___ Record extracts
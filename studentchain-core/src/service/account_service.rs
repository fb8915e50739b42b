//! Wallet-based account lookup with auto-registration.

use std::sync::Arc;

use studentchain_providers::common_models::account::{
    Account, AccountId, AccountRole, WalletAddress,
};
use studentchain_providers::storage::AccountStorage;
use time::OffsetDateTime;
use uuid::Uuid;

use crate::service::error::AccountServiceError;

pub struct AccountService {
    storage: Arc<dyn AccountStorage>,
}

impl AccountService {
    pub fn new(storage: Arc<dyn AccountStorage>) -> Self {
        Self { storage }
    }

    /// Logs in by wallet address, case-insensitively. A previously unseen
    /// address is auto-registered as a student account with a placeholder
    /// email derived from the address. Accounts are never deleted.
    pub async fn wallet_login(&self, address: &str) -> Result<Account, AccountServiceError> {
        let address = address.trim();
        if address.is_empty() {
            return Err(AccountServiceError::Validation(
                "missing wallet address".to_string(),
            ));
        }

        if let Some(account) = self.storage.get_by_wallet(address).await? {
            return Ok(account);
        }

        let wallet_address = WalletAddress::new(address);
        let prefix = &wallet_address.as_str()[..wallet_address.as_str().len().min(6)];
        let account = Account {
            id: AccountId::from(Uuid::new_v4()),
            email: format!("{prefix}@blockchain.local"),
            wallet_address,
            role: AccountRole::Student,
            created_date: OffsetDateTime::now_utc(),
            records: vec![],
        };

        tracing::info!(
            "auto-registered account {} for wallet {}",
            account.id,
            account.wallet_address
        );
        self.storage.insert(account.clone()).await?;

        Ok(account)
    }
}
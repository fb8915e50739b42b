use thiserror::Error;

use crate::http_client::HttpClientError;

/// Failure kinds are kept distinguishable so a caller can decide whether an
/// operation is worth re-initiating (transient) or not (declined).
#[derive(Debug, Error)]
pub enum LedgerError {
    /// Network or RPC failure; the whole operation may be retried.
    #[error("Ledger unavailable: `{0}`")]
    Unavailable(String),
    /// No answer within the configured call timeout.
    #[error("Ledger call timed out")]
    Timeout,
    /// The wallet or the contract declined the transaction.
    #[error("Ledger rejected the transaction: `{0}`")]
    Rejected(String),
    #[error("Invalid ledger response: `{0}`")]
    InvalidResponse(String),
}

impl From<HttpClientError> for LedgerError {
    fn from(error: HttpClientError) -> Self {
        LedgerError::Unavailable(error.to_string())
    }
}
______
Your objective:
Exactly reproduce every line of the data above.

Response below:
filename studentchain-core/src/service/account_service.rs
repository fb8915e50739b42b
//! Wallet-based account lookup with auto-registration.

use std::sync::Arc;

use studentchain_providers::common_models::account::{
    Account, AccountId, AccountRole, WalletAddress,
};
use studentchain_providers::storage::AccountStorage;
use time::OffsetDateTime;
use uuid::Uuid;

use crate::service::error::AccountServiceError;

pub struct AccountService {
    storage: Arc<dyn AccountStorage>,
}

impl AccountService {
    pub fn new(storage: Arc<dyn AccountStorage>) -> Self {
        Self { storage }
    }

    /// Logs in by wallet address, case-insensitively. A previously unseen
    /// address is auto-registered as a student account with a placeholder
    /// email derived from the address. Accounts are never deleted.
    pub async fn wallet_login(&self, address: &str) -> Result<Account, AccountServiceError> {
        let address = address.trim();
        if address.is_empty() {
            return Err(AccountServiceError::Validation(
                "missing wallet address".to_string(),
            ));
        }

        if let Some(account) = self.storage.get_by_wallet(address).await? {
            return Ok(account);
        }

        let wallet_address = WalletAddress::new(address);
        let prefix = &wallet_address.as_str()[..wallet_address.as_str().len().min(6)];
        let account = Account {
            id: AccountId::from(Uuid::new_v4()),
            email: format!("{prefix}@blockchain.local"),
            wallet_address,
            role: AccountRole::Student,
            created_date: OffsetDateTime::now_utc(),
            records: vec![],
        };

        tracing::info!(
            "auto-registered account {} for wallet {}",
            account.id,
            account.wallet_address
        );
        self.storage.insert(account.clone()).await?;

        Ok(account)
    }
}
repository fb8915e50739b42b
use thiserror::Error;

use crate::http_client::HttpClientError;

/// Failure kinds are kept distinguishable so a caller can decide whether an
/// operation is worth re-initiating (transient) or not (declined).
#[derive(Debug, Error)]
pub enum LedgerError {
    /// Network or RPC failure; the whole operation may be retried.
    #[error("Ledger unavailable: `{0}`")]
    Unavailable(String),
    /// No answer within the configured call timeout.
    #[error("Ledger call timed out")]
    Timeout,
    /// The wallet or the contract declined the transaction.
    #[error("Ledger rejected the transaction: `{0}`")]
    Rejected(String),
    #[error("Invalid ledger response: `{0}`")]
    InvalidResponse(String),
}

impl From<HttpClientError> for LedgerError {
    fn from(error: HttpClientError) -> Self {
        LedgerError::Unavailable(error.to_string())
    }
}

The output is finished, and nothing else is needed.